• Given data

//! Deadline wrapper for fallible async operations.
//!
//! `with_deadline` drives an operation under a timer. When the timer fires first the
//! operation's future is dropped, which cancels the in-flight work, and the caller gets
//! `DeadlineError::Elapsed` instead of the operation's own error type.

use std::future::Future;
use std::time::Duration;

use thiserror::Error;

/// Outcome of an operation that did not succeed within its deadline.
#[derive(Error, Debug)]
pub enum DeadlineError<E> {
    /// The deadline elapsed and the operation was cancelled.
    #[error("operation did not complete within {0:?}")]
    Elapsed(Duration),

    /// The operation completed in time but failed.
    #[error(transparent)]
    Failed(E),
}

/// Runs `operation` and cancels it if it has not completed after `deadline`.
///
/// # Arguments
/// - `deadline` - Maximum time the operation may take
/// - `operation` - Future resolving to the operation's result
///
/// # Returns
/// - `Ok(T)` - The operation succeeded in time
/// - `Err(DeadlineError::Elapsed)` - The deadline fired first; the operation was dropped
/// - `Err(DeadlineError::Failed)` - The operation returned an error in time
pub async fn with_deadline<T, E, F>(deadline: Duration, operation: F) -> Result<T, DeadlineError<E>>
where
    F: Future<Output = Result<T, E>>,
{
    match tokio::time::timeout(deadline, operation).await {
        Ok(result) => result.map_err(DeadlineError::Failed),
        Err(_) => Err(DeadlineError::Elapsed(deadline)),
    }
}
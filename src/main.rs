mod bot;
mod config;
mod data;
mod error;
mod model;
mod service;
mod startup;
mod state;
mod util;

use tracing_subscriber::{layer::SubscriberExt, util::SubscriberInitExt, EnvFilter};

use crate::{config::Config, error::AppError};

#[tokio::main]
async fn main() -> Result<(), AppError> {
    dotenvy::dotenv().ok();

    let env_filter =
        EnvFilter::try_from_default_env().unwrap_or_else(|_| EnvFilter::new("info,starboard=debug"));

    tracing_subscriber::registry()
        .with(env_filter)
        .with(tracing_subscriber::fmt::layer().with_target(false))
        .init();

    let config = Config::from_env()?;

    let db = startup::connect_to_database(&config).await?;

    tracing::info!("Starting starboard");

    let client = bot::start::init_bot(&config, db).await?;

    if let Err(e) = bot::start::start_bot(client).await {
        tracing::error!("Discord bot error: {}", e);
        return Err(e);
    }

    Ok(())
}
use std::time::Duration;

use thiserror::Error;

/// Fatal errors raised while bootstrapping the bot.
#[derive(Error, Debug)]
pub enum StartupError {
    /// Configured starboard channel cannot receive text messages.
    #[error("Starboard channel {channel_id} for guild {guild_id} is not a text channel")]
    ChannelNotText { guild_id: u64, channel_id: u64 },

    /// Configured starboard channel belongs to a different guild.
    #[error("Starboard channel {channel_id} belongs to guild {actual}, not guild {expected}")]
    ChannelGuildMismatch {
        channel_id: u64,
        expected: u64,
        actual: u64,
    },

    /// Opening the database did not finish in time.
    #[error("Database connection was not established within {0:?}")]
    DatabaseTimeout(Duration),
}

• Exercise prompt
The full listing above should be reproduced exactly.

• Solution for this task
//! Deadline wrapper for fallible async operations.
//!
//! `with_deadline` drives an operation under a timer. When the timer fires first the
//! operation's future is dropped, which cancels the in-flight work, and the caller gets
//! `DeadlineError::Elapsed` instead of the operation's own error type.

use std::future::Future;
use std::time::Duration;

use thiserror::Error;

/// Outcome of an operation that did not succeed within its deadline.
#[derive(Error, Debug)]
pub enum DeadlineError<E> {
    /// The deadline elapsed and the operation was cancelled.
    #[error("operation did not complete within {0:?}")]
    Elapsed(Duration),

    /// The operation completed in time but failed.
    #[error(transparent)]
    Failed(E),
}

/// Runs `operation` and cancels it if it has not completed after `deadline`.
///
/// # Arguments
/// - `deadline` - Maximum time the operation may take
/// - `operation` - Future resolving to the operation's result
///
/// # Returns
/// - `Ok(T)` - The operation succeeded in time
/// - `Err(DeadlineError::Elapsed)` - The deadline fired first; the operation was dropped
/// - `Err(DeadlineError::Failed)` - The operation returned an error in time
pub async fn with_deadline<T, E, F>(deadline: Duration, operation: F) -> Result<T, DeadlineError<E>>
where
    F: Future<Output = Result<T, E>>,
{
    match tokio::time::timeout(deadline, operation).await {
        Ok(result) => result.map_err(DeadlineError::Failed),
        Err(_) => Err(DeadlineError::Elapsed(deadline)),
    }
}
filename src/main.rs
mod bot;
mod config;
mod data;
mod error;
mod model;
mod service;
mod startup;
mod state;
mod util;

use tracing_subscriber::{layer::SubscriberExt, util::SubscriberInitExt, EnvFilter};

use crate::{config::Config, error::AppError};

#[tokio::main]
async fn main() -> Result<(), AppError> {
    dotenvy::dotenv().ok();

    let env_filter =
        EnvFilter::try_from_default_env().unwrap_or_else(|_| EnvFilter::new("info,starboard=debug"));

    tracing_subscriber::registry()
        .with(env_filter)
        .with(tracing_subscriber::fmt::layer().with_target(false))
        .init();

    let config = Config::from_env()?;

    let db = startup::connect_to_database(&config).await?;

    tracing::info!("Starting starboard");

    let client = bot::start::init_bot(&config, db).await?;

    if let Err(e) = bot::start::start_bot(client).await {
        tracing::error!("Discord bot error: {}", e);
        return Err(e);
    }

    Ok(())
}
use std::time::Duration;

use thiserror::Error;

/// Fatal errors raised while bootstrapping the bot.
#[derive(Error, Debug)]
pub enum StartupError {
    /// Configured starboard channel cannot receive text messages.
    #[error("Starboard channel {channel_id} for guild {guild_id} is not a text channel")]
    ChannelNotText { guild_id: u64, channel_id: u64 },

    /// Configured starboard channel belongs to a different guild.
    #[error("Starboard channel {channel_id} belongs to guild {actual}, not guild {expected}")]
    ChannelGuildMismatch {
        channel_id: u64,
        expected: u64,
        actual: u64,
    },

    /// Opening the database did not finish in time.
    #[error("Database connection was not established within {0:?}")]
    DatabaseTimeout(Duration),
}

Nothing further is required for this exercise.